Aiphanes pilaris
- Conservation status: Critically Endangered (IUCN 3.1)

Scientific classification
- Kingdom: Plantae
- Clade: Embryophytes
- Clade: Tracheophytes
- Clade: Angiosperms
- Clade: Monocots
- Clade: Commelinids
- Order: Arecales
- Family: Arecaceae
- Genus: Aiphanes
- Species: A. pilaris
- Binomial name: Aiphanes pilaris R.Bernal

= Aiphanes pilaris =

- Genus: Aiphanes
- Species: pilaris
- Authority: R.Bernal
- Conservation status: CR

Species of tree

Aiphanes pilaris is a plant in the family Arecaceae, native to Colombia.

==Description==
Aiphanes pilaris grows as a palm tree up to 7 m tall. The inflorescences feature long stalks and bear lilac flowers. The fruits turn brown when ripe.

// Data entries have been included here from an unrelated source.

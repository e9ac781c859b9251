//! Response bodies.
//!
//! Field names follow what existing clients parse, hence the mix of
//! snake_case and camelCase keys.

use pricegate_core::{AssetClass, HistoryPoint, PriceSummary, ProviderId, Quote};
use serde::Serialize;

#[derive(Debug, Clone, PartialEq, Serialize)]
pub struct PriceBody {
    pub source: ProviderId,
    pub asset_type: AssetClass,
    pub symbol: String,
    #[serde(skip_serializing_if = "Option::is_none")]
    pub endpoint: Option<&'static str>,
    #[serde(skip_serializing_if = "Option::is_none")]
    pub stooq_symbol: Option<String>,
    pub price: Option<f64>,
    #[serde(rename = "previousClose", skip_serializing_if = "Option::is_none")]
    pub previous_close: Option<f64>,
    #[serde(rename = "exchangeName", skip_serializing_if = "Option::is_none")]
    pub exchange_name: Option<String>,
    #[serde(skip_serializing_if = "Option::is_none")]
    pub currency: Option<String>,
    #[serde(rename = "marketState", skip_serializing_if = "Option::is_none")]
    pub market_state: Option<String>,
    #[serde(skip_serializing_if = "Option::is_none")]
    pub timestamps: Option<Vec<Option<i64>>>,
    #[serde(skip_serializing_if = "Option::is_none")]
    pub open: Option<Vec<Option<f64>>>,
    #[serde(skip_serializing_if = "Option::is_none")]
    pub high: Option<Vec<Option<f64>>>,
    #[serde(skip_serializing_if = "Option::is_none")]
    pub low: Option<Vec<Option<f64>>>,
    #[serde(skip_serializing_if = "Option::is_none")]
    pub close: Option<Vec<Option<f64>>>,
    #[serde(skip_serializing_if = "Option::is_none")]
    pub volume: Option<Vec<Option<u64>>>,
}

impl PriceBody {
    pub fn from_quote(quote: Quote, endpoint: Option<&'static str>) -> Self {
        let stooq_symbol = (quote.source == ProviderId::Stooq).then(|| quote.provider_symbol.clone());
        let history = quote.history.as_ref();

        Self {
            source: quote.source,
            asset_type: quote.asset_class,
            symbol: quote.symbol.to_string(),
            endpoint,
            stooq_symbol,
            price: quote.price,
            previous_close: quote.previous_close,
            exchange_name: quote.exchange_name,
            currency: quote.currency,
            market_state: quote.market_state,
            timestamps: history.map(|h| h.timestamps().to_vec()),
            open: history.map(|h| h.open().to_vec()),
            high: history.map(|h| h.high().to_vec()),
            low: history.map(|h| h.low().to_vec()),
            close: history.map(|h| h.close().to_vec()),
            volume: history.map(|h| h.volume().to_vec()),
        }
    }
}

/// Success-shaped failure for the quote routes.
#[derive(Debug, Clone, PartialEq, Serialize)]
pub struct ErrorBody {
    pub error: &'static str,
    pub symbol: String,
    pub asset_type: AssetClass,
    #[serde(skip_serializing_if = "Option::is_none")]
    pub endpoint: Option<&'static str>,
}

#[derive(Debug, Clone, PartialEq, Serialize)]
#[serde(untagged)]
pub enum PriceReply {
    Found(Box<PriceBody>),
    Missing(ErrorBody),
}

#[derive(Debug, Clone, PartialEq, Serialize)]
pub struct CryptoBody {
    pub source: ProviderId,
    pub symbol: String,
    pub price: Option<f64>,
}

#[derive(Debug, Clone, PartialEq, Serialize)]
pub struct HistoryBody {
    pub source: ProviderId,
    pub asset_type: AssetClass,
    pub symbol: String,
    #[serde(flatten)]
    pub summary: PriceSummary,
    pub history: Vec<HistoryPoint>,
}

#[derive(Debug, Clone, PartialEq, Serialize)]
#[serde(untagged)]
pub enum HistoryReply {
    Found(HistoryBody),
    Missing(ErrorBody),
}

#[derive(Debug, Clone, Copy, PartialEq, Eq, Serialize)]
pub struct HealthBody {
    pub status: &'static str,
}

#[derive(Debug, Clone, PartialEq, Eq, Serialize)]
pub struct DetailBody {
    pub detail: String,
}
use std::process::ExitCode;

use clap::Parser;
use pricegate_server::logging::init_tracing;
use pricegate_server::ServerArgs;

#[tokio::main]
async fn main() -> ExitCode {
    let args = ServerArgs::parse();
    init_tracing();

    match pricegate_server::run(args).await {
        Ok(()) => ExitCode::SUCCESS,
        Err(error) => {
            tracing::error!(error = %error, "server failed");
            eprintln!("error: {error}");
            ExitCode::FAILURE
        }
    }
}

==Distribution and habitat==
Aiphanes pilaris is endemic to Colombia, where it is known only from Putumayo Department. Its habitat is in highland Andean forests, at elevations above 1000 m.

==Conservation==
Aiphanes pilaris has been assessed as critically endangered on the IUCN Red List. The species is at risk from the expansion of agriculture for crop and livestock farming. The species is not in present in any protected areas.